Les analystes soulignent un revirement clé à Riyad. En 2018, l'Arabie saoudite avait soutenu le retrait américain du JCPOA, mais sa position a radicalement évolué depuis. Ce changement s'explique en grande partie par les intérêts personnels du prince héritier Mohammed ben Salmane (MBS), qui cherche à stabiliser la région et à créer un environnement propice à ses projets économiques ambitieux, comme NEOM et Vision 2030.
Pour MBS, résoudre ce conflit est essentiel pour diversifier l'économie saoudienne. Le succès de Vision 2030 dépend des investissements étrangers, impossibles sans une réduction des tensions régionales, notamment autour de l'Iran.
De plus, il vise à sécuriser les infrastructures pétrolières. Après les attaques de drones contre Aramco en 2019 (attribuées par Riyad à l'Iran), le royaume a compris que l'escalade nuirait à son économie.
Enfin, MBS ambitionne de positionner l'Arabie saoudite comme médiateur clé au Moyen-Orient, ce qui nécessite un dialogue avec Téhéran et une région apaisée.
Les déclarations des dirigeants arabes
En 2021, le prince héritier a affirmé : « L'Iran est un pays voisin, et nous voulons entretenir de bonnes relations avec lui. » En 2023, le ministre saoudien des Affaires étrangères, Faisal ben Farhane, a confirmé : « Nous sommes prêts à dialoguer avec l'Iran pour assurer la stabilité régionale. »
L'émir du Qatar, Tamim ben Hamad Al Thani, avait dès 2020 appelé à un « dialogue régional pour réduire les tensions », et en 2023, Doha a joué un rôle actif de médiateur entre Téhéran et les pays du Golfe.

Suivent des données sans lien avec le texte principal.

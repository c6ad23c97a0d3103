//! Line-delimited JSON-RPC 2.0 over one end of a local socket.
//!
//! Both sides of the bridge use the same [`JsonRpcPeer`]: it can issue
//! requests and notifications, and it hands every incoming call or
//! notification to whoever takes the incoming queue. Messages that arrive
//! before the queue is consumed stay queued, so a server can be exported
//! after the channel is already open without losing early calls.

use std::collections::HashMap;
use std::sync::Arc;
use std::sync::atomic::{AtomicU64, Ordering};
use std::time::Duration;

use serde::{Deserialize, Serialize};
use serde_json::Value;
use tokio::io::{AsyncBufReadExt, AsyncRead, AsyncWrite, AsyncWriteExt, BufReader};
use tokio::sync::{Mutex, mpsc, oneshot};
use tokio::task::JoinHandle;

use crate::cancel::CancellationToken;
use crate::error::BridgeError;

/// Unknown method.
pub const METHOD_NOT_FOUND: i64 = -32601;
/// Parameters missing or of the wrong shape.
pub const INVALID_PARAMS: i64 = -32602;
/// The settings store failed to carry out the call.
pub const STORE_FAILURE: i64 = -32000;
/// A value payload could not be decoded.
pub const DECODE_FAILURE: i64 = -32001;

// ---------------------------------------------------------------------------
// Wire types
// ---------------------------------------------------------------------------

/// A JSON-RPC 2.0 request (or notification when `id` is `None`).
#[derive(Debug, Clone, Serialize, Deserialize)]
pub struct Request {
    pub jsonrpc: String,
    pub method: String,
    #[serde(skip_serializing_if = "Option::is_none")]
    pub params: Option<Value>,
    #[serde(skip_serializing_if = "Option::is_none")]
    pub id: Option<u64>,
}

/// A JSON-RPC 2.0 response.
#[derive(Debug, Clone, Serialize, Deserialize)]
pub struct Response {
    pub jsonrpc: String,
    #[serde(skip_serializing_if = "Option::is_none")]
    pub result: Option<Value>,
    #[serde(skip_serializing_if = "Option::is_none")]
    pub error: Option<RpcError>,
    pub id: Option<u64>,
}

/// A JSON-RPC 2.0 error object.
#[derive(Debug, Clone, PartialEq, Serialize, Deserialize)]
pub struct RpcError {
    pub code: i64,
    pub message: String,
    #[serde(skip_serializing_if = "Option::is_none")]
    pub data: Option<Value>,
}

impl RpcError {
    pub fn new(code: i64, message: impl Into<String>) -> Self {
        Self {
            code,
            message: message.into(),
            data: None,
        }
    }

    pub fn method_not_found(method: &str) -> Self {
        Self::new(METHOD_NOT_FOUND, format!("Method not found: {method}"))
    }

    pub fn invalid_params(detail: impl std::fmt::Display) -> Self {
        Self::new(INVALID_PARAMS, format!("Invalid params: {detail}"))
    }
}

impl std::fmt::Display for RpcError {
    fn fmt(&self, f: &mut std::fmt::Formatter<'_>) -> std::fmt::Result {
        write!(f, "RPC error {}: {}", self.code, self.message)
    }
}

impl std::error::Error for RpcError {}

/// A raw incoming JSON-RPC message that can be classified as a response,
/// notification, or an RPC call from the remote side.
#[derive(Debug, Clone, Serialize, Deserialize)]
pub struct IncomingMessage {
    pub jsonrpc: String,
    #[serde(skip_serializing_if = "Option::is_none")]
    pub id: Option<u64>,
    #[serde(skip_serializing_if = "Option::is_none")]
    pub method: Option<String>,
    #[serde(skip_serializing_if = "Option::is_none")]
    pub params: Option<Value>,
    #[serde(skip_serializing_if = "Option::is_none")]
    pub result: Option<Value>,
    #[serde(skip_serializing_if = "Option::is_none")]
    pub error: Option<RpcError>,
}

impl IncomingMessage {
    /// A response has no `method`. A `null` result deserializes as `None`,
    /// so the presence of `result` alone cannot be relied on.
    pub fn is_response(&self) -> bool {
        self.method.is_none()
    }

    /// A notification has a `method` but no `id`.
    pub fn is_notification(&self) -> bool {
        self.method.is_some() && self.id.is_none()
    }

    /// An RPC call from the remote side has both `method` and `id`.
    pub fn is_rpc_call(&self) -> bool {
        self.method.is_some() && self.id.is_some()
    }

    /// Convert into a [`Response`] (only valid when [`Self::is_response`] is true).
    pub fn into_response(self) -> Response {
        Response {
            jsonrpc: self.jsonrpc,
            result: self.result,
            error: self.error,
            id: self.id,
        }
    }
}

// ---------------------------------------------------------------------------
// Peer
// ---------------------------------------------------------------------------

type PendingMap = Arc<Mutex<HashMap<u64, oneshot::Sender<Response>>>>;
type BoxedWriter = Box<dyn AsyncWrite + Send + Unpin>;

/// One end of a JSON-RPC channel.
pub struct JsonRpcPeer {
    /// Writer half, shared by every task that sends.
    writer: Arc<Mutex<BoxedWriter>>,
    /// Monotonically increasing request id counter.
    next_id: AtomicU64,
    /// Pending requests awaiting a response, keyed by request id.
    pending: PendingMap,
    /// Handed out exactly once via `take_incoming()`.
    incoming_rx: Option<mpsc::UnboundedReceiver<IncomingMessage>>,
    cancel: CancellationToken,
    /// `None` waits forever.
    timeout: Option<Duration>,
    reader_task: JoinHandle<()>,
}

impl JsonRpcPeer {
    /// Create a peer over a reader/writer pair.
    ///
    /// Spawns a background task that reads line-delimited JSON, routing
    /// responses to their pending futures and everything else to the queue
    /// returned by [`Self::take_incoming`]. When the reader hits end of file
    /// or an error, `cancel` is triggered so every outstanding call fails
    /// with [`BridgeError::Cancelled`].
    pub fn new<R, W>(reader: R, writer: W, cancel: CancellationToken, timeout: Option<Duration>) -> Self
    where
        R: AsyncRead + Send + Unpin + 'static,
        W: AsyncWrite + Send + Unpin + 'static,
    {
        let pending: PendingMap = Arc::new(Mutex::new(HashMap::new()));
        let (incoming_tx, incoming_rx) = mpsc::unbounded_channel::<IncomingMessage>();

        let reader_pending = Arc::clone(&pending);
        let reader_cancel = cancel.clone();
        let reader_task = tokio::spawn(async move {
            let mut reader = BufReader::new(reader);
            let mut line = String::new();

            loop {
                line.clear();
                let read = tokio::select! {
                    _ = reader_cancel.cancelled() => break,
                    read = reader.read_line(&mut line) => read,
                };
                match read {
                    Ok(0) => {
                        log::info!("Settings bridge channel closed by peer");
                        break;
                    }
                    Ok(_) => {
                        let trimmed = line.trim();
                        if trimmed.is_empty() {
                            continue;
                        }

                        let msg: IncomingMessage = match serde_json::from_str(trimmed) {
                            Ok(m) => m,
                            Err(e) => {
                                log::error!("Failed to parse JSON-RPC message: {e}");
                                continue;
                            }
                        };

                        if msg.is_response() {
                            if let Some(id) = msg.id {
                                let mut map = reader_pending.lock().await;
                                if let Some(tx) = map.remove(&id) {
                                    let _ = tx.send(msg.into_response());
                                } else {
                                    log::warn!("Received response for unknown request id {id}");
                                }
                            } else {
                                log::error!("Received response without id: {trimmed}");
                            }
                        } else if incoming_tx.send(msg).is_err() {
                            log::debug!("Incoming queue dropped; discarding message");
                        }
                    }
                    Err(e) => {
                        log::error!("Error reading settings bridge channel: {e}");
                        break;
                    }
                }
            }

            // Fail every outstanding call; dropping the senders wakes them.
            reader_cancel.cancel();
            reader_pending.lock().await.clear();
        });

        Self {
            writer: Arc::new(Mutex::new(Box::new(writer))),
            next_id: AtomicU64::new(1),
            pending,
            incoming_rx: Some(incoming_rx),
            cancel,
            timeout,
            reader_task,
        }
    }

    /// Take the receiver for incoming notifications and RPC calls.
    ///
    /// This can only be called once; subsequent calls return `None`.
    pub fn take_incoming(&mut self) -> Option<mpsc::UnboundedReceiver<IncomingMessage>> {
        self.incoming_rx.take()
    }

    pub fn cancel_token(&self) -> &CancellationToken {
        &self.cancel
    }

    pub fn is_closed(&self) -> bool {
        self.cancel.is_cancelled()
    }

    async fn send_line<T: Serialize>(&self, message: &T) -> Result<(), BridgeError> {
        if self.cancel.is_cancelled() {
            return Err(BridgeError::Cancelled);
        }
        let json = serde_json::to_string(message)?;
        let mut writer = self.writer.lock().await;
        let write = async {
            writer.write_all(format!("{json}\n").as_bytes()).await?;
            writer.flush().await
        };
        write.await.map_err(|e| {
            log::warn!("Write to settings bridge channel failed: {e}");
            BridgeError::Connection(e.to_string())
        })
    }

    /// Send a request and wait for its result.
    ///
    /// Fails with [`BridgeError::Cancelled`] when the channel is torn down
    /// first, and with [`BridgeError::Timeout`] when the configured timeout
    /// elapses.
    pub async fn request(&self, method: &str, params: Option<Value>) -> Result<Value, BridgeError> {
        if self.cancel.is_cancelled() {
            return Err(BridgeError::Cancelled);
        }
        let id = self.next_id.fetch_add(1, Ordering::Relaxed);
        let req = Request {
            jsonrpc: "2.0".to_string(),
            method: method.to_string(),
            params,
            id: Some(id),
        };

        let (tx, rx) = oneshot::channel::<Response>();

        // Register the pending request before writing to avoid races.
        self.pending.lock().await.insert(id, tx);

        if let Err(e) = self.send_line(&req).await {
            self.pending.lock().await.remove(&id);
            return Err(e);
        }

        let wait = async { rx.await.map_err(|_| BridgeError::Cancelled) };
        let timed = async {
            match self.timeout {
                Some(limit) => tokio::time::timeout(limit, wait)
                    .await
                    .unwrap_or_else(|_| {
                        Err(BridgeError::Timeout {
                            method: method.to_string(),
                        })
                    }),
                None => wait.await,
            }
        };
        let outcome = tokio::select! {
            biased;
            _ = self.cancel.cancelled() => Err(BridgeError::Cancelled),
            outcome = timed => outcome,
        };

        let response = match outcome {
            Ok(response) => response,
            Err(e) => {
                self.pending.lock().await.remove(&id);
                log::debug!("Bridge call {method} (id {id}) failed: {e}");
                return Err(e);
            }
        };

        if let Some(err) = response.error {
            return Err(BridgeError::Rpc(err));
        }
        Ok(response.result.unwrap_or(Value::Null))
    }

    /// Send a notification (no id, no response expected).
    pub async fn notify(&self, method: &str, params: Option<Value>) -> Result<(), BridgeError> {
        let req = Request {
            jsonrpc: "2.0".to_string(),
            method: method.to_string(),
            params,
            id: None,
        };
        self.send_line(&req).await
    }

    /// Answer an incoming call.
    pub async fn respond(&self, id: u64, result: Result<Value, RpcError>) -> Result<(), BridgeError> {
        let (result, error) = match result {
            Ok(value) => (Some(value), None),
            Err(err) => (None, Some(err)),
        };
        let resp = Response {
            jsonrpc: "2.0".to_string(),
            result,
            error,
            id: Some(id),
        };
        self.send_line(&resp).await
    }

    /// Close the channel: cancel outstanding calls and shut the writer down
    /// so the remote side sees end of file.
    pub async fn close(&self) {
        self.cancel.cancel();
        let mut writer = self.writer.lock().await;
        if let Err(e) = writer.shutdown().await {
            log::debug!("Shutdown of settings bridge writer failed: {e}");
        }
    }
}

impl Drop for JsonRpcPeer {
    fn drop(&mut self) {
        self.cancel.cancel();
        self.reader_task.abort();
    }
}

// ---------------------------------------------------------------------------
// Tests
// ---------------------------------------------------------------------------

En 2022, le Premier ministre koweïtien, Sabah al-Khalid al-Sabah, a insisté : « Seules les négociations peuvent résoudre les crises dans notre région. »
La Russie salue le dialogue entre les États-Unis et l'Iran comme un pas vers la stabilité
La Fédération de Russie perçoit positivement ces négociations, y voyant une avancée vers la détente au Moyen-Orient. Le président Vladimir Poutine, lors de discussions avec le sultan d'Oman Haïtham ben Tariq, a souligné la nécessité d'une coopération constructive. « Nous avons évoqué les négociations entre l'Iran et les États-Unis », a déclaré l'assistant présidentiel russe Iouri Ouchakov, cité par Interfax. « Nous verrons le résultat. Nous maintenons un contact étroit avec nos homologues iraniens et apportons notre aide quand c'est possible. »

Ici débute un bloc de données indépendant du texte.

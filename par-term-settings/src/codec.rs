//! Binary codec for optional settings values.
//!
//! Every value crossing the bridge, including "no value", is framed as:
//!
//! ```text
//! +------------+---------+----------+-----------+-----------+--------+
//! | total: u32 | ver: u8 | pres: u8 | slen: u16 | signature | body   |
//! +------------+---------+----------+-----------+-----------+--------+
//! ```
//!
//! All integers are little-endian. `total` counts every byte after itself.
//! `pres` is `0` for an absent value (signature and body empty) and `1` for a
//! present one. The body layout follows the signature:
//!
//! - fixed-width scalars in their natural width, booleans as one byte `0`/`1`
//! - strings and byte strings as `u32` length followed by the bytes
//! - arrays as `u32` count followed by the items
//! - dictionaries as `u32` count followed by `key, value` pairs in strictly
//!   increasing key order
//! - tuples as their members back to back
//! - maybes as a `0`/`1` tag followed by the inner value when present
//!
//! Decoding is strict: trailing bytes, unsorted dictionary keys, invalid
//! UTF-8 and over-deep nesting are all rejected.

use std::collections::BTreeMap;

use thiserror::Error;

use crate::value::{MAX_NESTING, Value, ValueType};

/// Current frame version.
pub const CODEC_VERSION: u8 = 1;

/// Upper bound on a single array or dictionary count.
pub const MAX_ELEMENTS: u32 = 1 << 20;

const HEADER_LEN: usize = 4;

/// Errors produced while encoding or decoding a frame.
#[derive(Debug, Clone, PartialEq, Eq, Error)]
pub enum CodecError {
    #[error("payload truncated")]
    Truncated,
    #[error("frame length mismatch: declared {declared}, actual {actual}")]
    LengthMismatch { declared: u32, actual: usize },
    #[error("unsupported codec version {0}")]
    UnsupportedVersion(u8),
    #[error("invalid presence marker {0}")]
    InvalidPresence(u8),
    #[error("invalid boolean byte {0}")]
    InvalidBool(u8),
    #[error("invalid maybe tag {0}")]
    InvalidMaybeTag(u8),
    #[error("string field is not valid UTF-8")]
    InvalidUtf8,
    #[error("invalid type signature '{0}'")]
    InvalidSignature(String),
    #[error("dictionary keys out of order or duplicated")]
    UnorderedKeys,
    #[error("value nested deeper than {MAX_NESTING} levels")]
    TooDeep,
    #[error("{0} trailing bytes after value")]
    TrailingBytes(usize),
    #[error("payload exceeds encodable size")]
    TooLarge,
    #[error("type mismatch: expected '{expected}', found '{found}'")]
    TypeMismatch { expected: String, found: String },
}

// ============================================================================
// Encoding
// ============================================================================

/// Encode an optional value into a self-describing frame.
pub fn encode(value: Option<&Value>) -> Result<Vec<u8>, CodecError> {
    let mut out = Vec::with_capacity(64);
    out.extend_from_slice(&[0; HEADER_LEN]);
    out.push(CODEC_VERSION);
    match value {
        None => {
            out.push(0);
            out.extend_from_slice(&0u16.to_le_bytes());
        }
        Some(v) => {
            let ty = v.value_type();
            if ty.depth() > MAX_NESTING {
                return Err(CodecError::TooDeep);
            }
            let signature = ty.signature();
            let sig_len = u16::try_from(signature.len()).map_err(|_| CodecError::TooLarge)?;
            out.push(1);
            out.extend_from_slice(&sig_len.to_le_bytes());
            out.extend_from_slice(signature.as_bytes());
            put_value(&mut out, v)?;
        }
    }
    let total = u32::try_from(out.len() - HEADER_LEN).map_err(|_| CodecError::TooLarge)?;
    out[..HEADER_LEN].copy_from_slice(&total.to_le_bytes());
    Ok(out)
}

fn put_len(out: &mut Vec<u8>, len: usize) -> Result<(), CodecError> {
    let len = u32::try_from(len).map_err(|_| CodecError::TooLarge)?;
    out.extend_from_slice(&len.to_le_bytes());
    Ok(())
}

fn put_bytes(out: &mut Vec<u8>, bytes: &[u8]) -> Result<(), CodecError> {
    put_len(out, bytes.len())?;
    out.extend_from_slice(bytes);
    Ok(())
}

fn put_value(out: &mut Vec<u8>, value: &Value) -> Result<(), CodecError> {
    match value {
        Value::Bool(b) => out.push(u8::from(*b)),
        Value::Int16(v) => out.extend_from_slice(&v.to_le_bytes()),
        Value::UInt16(v) => out.extend_from_slice(&v.to_le_bytes()),
        Value::Int32(v) => out.extend_from_slice(&v.to_le_bytes()),
        Value::UInt32(v) => out.extend_from_slice(&v.to_le_bytes()),
        Value::Int64(v) => out.extend_from_slice(&v.to_le_bytes()),
        Value::UInt64(v) => out.extend_from_slice(&v.to_le_bytes()),
        Value::Double(v) => out.extend_from_slice(&v.to_bits().to_le_bytes()),
        Value::String(s) => put_bytes(out, s.as_bytes())?,
        Value::Bytes(b) => put_bytes(out, b)?,
        Value::Tuple(members) => {
            for m in members {
                put_value(out, m)?;
            }
        }
        Value::Array { items, .. } => {
            put_len(out, items.len())?;
            for item in items {
                put_value(out, item)?;
            }
        }
        Value::Dict { entries, .. } => {
            put_len(out, entries.len())?;
            for (k, v) in entries {
                put_bytes(out, k.as_bytes())?;
                put_value(out, v)?;
            }
        }
        Value::Maybe { value: None, .. } => out.push(0),
        Value::Maybe {
            value: Some(inner), ..
        } => {
            out.push(1);
            put_value(out, inner)?;
        }
    }
    Ok(())
}

// ============================================================================
// Decoding
// ============================================================================

struct Cursor<'a> {
    buf: &'a [u8],
    pos: usize,
}

impl<'a> Cursor<'a> {
    fn new(buf: &'a [u8]) -> Self {
        Self { buf, pos: 0 }
    }

    fn remaining(&self) -> usize {
        self.buf.len() - self.pos
    }

    fn read_exact(&mut self, len: usize) -> Result<&'a [u8], CodecError> {
        if self.remaining() < len {
            return Err(CodecError::Truncated);
        }
        let slice = &self.buf[self.pos..self.pos + len];
        self.pos += len;
        Ok(slice)
    }

    fn read_array<const N: usize>(&mut self) -> Result<[u8; N], CodecError> {
        let mut out = [0u8; N];
        out.copy_from_slice(self.read_exact(N)?);
        Ok(out)
    }

    fn read_u8(&mut self) -> Result<u8, CodecError> {
        Ok(self.read_array::<1>()?[0])
    }

    fn read_u16(&mut self) -> Result<u16, CodecError> {
        Ok(u16::from_le_bytes(self.read_array()?))
    }

    fn read_u32(&mut self) -> Result<u32, CodecError> {
        Ok(u32::from_le_bytes(self.read_array()?))
    }

    fn read_count(&mut self) -> Result<usize, CodecError> {
        let count = self.read_u32()?;
        if count > MAX_ELEMENTS {
            return Err(CodecError::TooLarge);
        }
        Ok(count as usize)
    }

    fn read_len_prefixed(&mut self) -> Result<&'a [u8], CodecError> {
        let len = self.read_u32()? as usize;
        self.read_exact(len)
    }

    fn read_string(&mut self) -> Result<String, CodecError> {
        let bytes = self.read_len_prefixed()?;
        std::str::from_utf8(bytes)
            .map(str::to_owned)
            .map_err(|_| CodecError::InvalidUtf8)
    }
}

/// Decode a frame produced by [`encode`].
pub fn decode(bytes: &[u8]) -> Result<Option<Value>, CodecError> {
    let mut cur = Cursor::new(bytes);
    let declared = cur.read_u32()?;
    let actual = cur.remaining();
    if declared as usize != actual {
        return Err(CodecError::LengthMismatch { declared, actual });
    }
    let version = cur.read_u8()?;
    if version != CODEC_VERSION {
        return Err(CodecError::UnsupportedVersion(version));
    }
    let presence = cur.read_u8()?;
    let sig_len = cur.read_u16()? as usize;
    let value = match presence {
        0 => {
            if sig_len != 0 {
                return Err(CodecError::InvalidSignature(
                    "absent value carries a signature".to_string(),
                ));
            }
            None
        }
        1 => {
            let sig_bytes = cur.read_exact(sig_len)?;
            let sig = std::str::from_utf8(sig_bytes).map_err(|_| CodecError::InvalidUtf8)?;
            let ty = ValueType::parse(sig)
                .map_err(|_| CodecError::InvalidSignature(sig.to_string()))?;
            Some(read_value(&mut cur, &ty, 0)?)
        }
        other => return Err(CodecError::InvalidPresence(other)),
    };
    if cur.remaining() != 0 {
        return Err(CodecError::TrailingBytes(cur.remaining()));
    }
    Ok(value)
}

/// Decode a frame and require a present value to have type `expected`.
///
/// An absent value is accepted for any expected type.
pub fn decode_expecting(bytes: &[u8], expected: &ValueType) -> Result<Option<Value>, CodecError> {
    let value = decode(bytes)?;
    if let Some(v) = &value {
        let found = v.value_type();
        if &found != expected {
            return Err(CodecError::TypeMismatch {
                expected: expected.signature(),
                found: found.signature(),
            });
        }
    }
    Ok(value)
}

fn read_value(cur: &mut Cursor<'_>, ty: &ValueType, depth: usize) -> Result<Value, CodecError> {
    if depth > MAX_NESTING {
        return Err(CodecError::TooDeep);
    }
    let value = match ty {
        ValueType::Bool => match cur.read_u8()? {
            0 => Value::Bool(false),
            1 => Value::Bool(true),
            other => return Err(CodecError::InvalidBool(other)),
        },
        ValueType::Int16 => Value::Int16(i16::from_le_bytes(cur.read_array()?)),
        ValueType::UInt16 => Value::UInt16(u16::from_le_bytes(cur.read_array()?)),
        ValueType::Int32 => Value::Int32(i32::from_le_bytes(cur.read_array()?)),
        ValueType::UInt32 => Value::UInt32(u32::from_le_bytes(cur.read_array()?)),
        ValueType::Int64 => Value::Int64(i64::from_le_bytes(cur.read_array()?)),
        ValueType::UInt64 => Value::UInt64(u64::from_le_bytes(cur.read_array()?)),
        ValueType::Double => Value::Double(f64::from_bits(u64::from_le_bytes(cur.read_array()?))),
        ValueType::String => Value::String(cur.read_string()?),
        ValueType::Bytes => Value::Bytes(cur.read_len_prefixed()?.to_vec()),
        ValueType::Tuple(members) => Value::Tuple(
            members
                .iter()
                .map(|m| read_value(cur, m, depth + 1))
                .collect::<Result<_, _>>()?,
        ),
        ValueType::Array(element) => {
            let count = cur.read_count()?;
            let mut items = Vec::with_capacity(count.min(cur.remaining()));
            for _ in 0..count {
                items.push(read_value(cur, element, depth + 1)?);
            }
            Value::Array {
                element_type: (**element).clone(),
                items,
            }
        }
        ValueType::Dict(value_type) => {
            let count = cur.read_count()?;
            let mut entries = BTreeMap::new();
            let mut last: Option<String> = None;
            for _ in 0..count {
                let key = cur.read_string()?;
                if last.as_deref().is_some_and(|prev| prev >= key.as_str()) {
                    return Err(CodecError::UnorderedKeys);
                }
                let value = read_value(cur, value_type, depth + 1)?;
                last = Some(key.clone());
                entries.insert(key, value);
            }
            Value::Dict {
                value_type: (**value_type).clone(),
                entries,
            }
        }
        ValueType::Maybe(inner) => match cur.read_u8()? {
            0 => Value::nothing((**inner).clone()),
            1 => Value::Maybe {
                inner_type: (**inner).clone(),
                value: Some(Box::new(read_value(cur, inner, depth + 1)?)),
            },
            other => return Err(CodecError::InvalidMaybeTag(other)),
        },
    };
    Ok(value)
}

Trump a menacé de frapper l'Iran en l'absence d'accord, tandis que Téhéran nie vouloir développer l'arme nucléaire. En janvier, la Russie a signé un partenariat stratégique avec l'Iran et tente aussi d'améliorer ses relations avec l'administration américaine. Moscou, signataire du précédent accord nucléaire abandonné par Trump en 2018, a averti que toute action militaire américaine contre l'Iran serait illégale.
Les raisons du changement de politique
L'échec de la guerre au Yémen a joué un rôle majeur. Ce conflit a épuisé le budget saoudien et montré les limites des solutions militaires. Riyad n'a obtenu aucun succès sur le terrain, prouvant que les différends doivent être réglés à la table des négociations.
Les menaces contre la sécurité pétrolière du royaume ont aussi pesé. Les attaques contre Aramco ont révélé sa vulnérabilité, même avec le soutien américain.
Enfin, le désengagement progressif des États-Unis au Moyen-Orient pousse les pays du Golfe à chercher d'autres moyens d'assurer leur sécurité.
La vulnérabilité du Golfe face à une nouvelle guerre dans un contexte de récession mondiale
Avec l'économie mondiale en récession, un conflit majeur dans le Golfe serait catastrophique. Les sanctions occidentales, les politiques monétaires risquées de la Fed et de la BCE, et les restrictions sur les énergies ont aggravé les tensions. Pour les pays du Golfe, dépendants du pétrole, cela signifie :
- Une baisse de la demande due au ralentissement industriel aux États-Unis, dans l'UE et en Chine.- Une chute des prix de l'énergie, menaçant les budgets sociaux et militaires.
- Une concurrence accrue entre l'Arabie saoudite, les Émirats et l'Iran, risquant de dégénérer en conflit ouvert.
Un choc pétrolier provoquerait des crises monétaires, l'effondrement des marchés boursiers et des troubles sociaux dans les pays importateurs.
Le dialogue plutôt que l'isolement
Les États du Golfe comprennent que la sécurité passe par la coopération, non par les sanctions. Un succès des négociations américano-iraniennes pourrait ouvrir une ère de développement commun. La Russie soutient cette approche, la jugeant essentielle pour une stabilité durable.
Le Golfe est pris en étau : craignant l'Iran, mais redoutant une guerre qui serait désastreuse en période de crise. Même les adversaires doivent coopérer pour éviter un effondrement. Mais si l'Occident persiste dans sa politique de « chaos contrôlé », la région pourrait sombrer dans le pire conflit depuis la guerre du Golfe de 1991.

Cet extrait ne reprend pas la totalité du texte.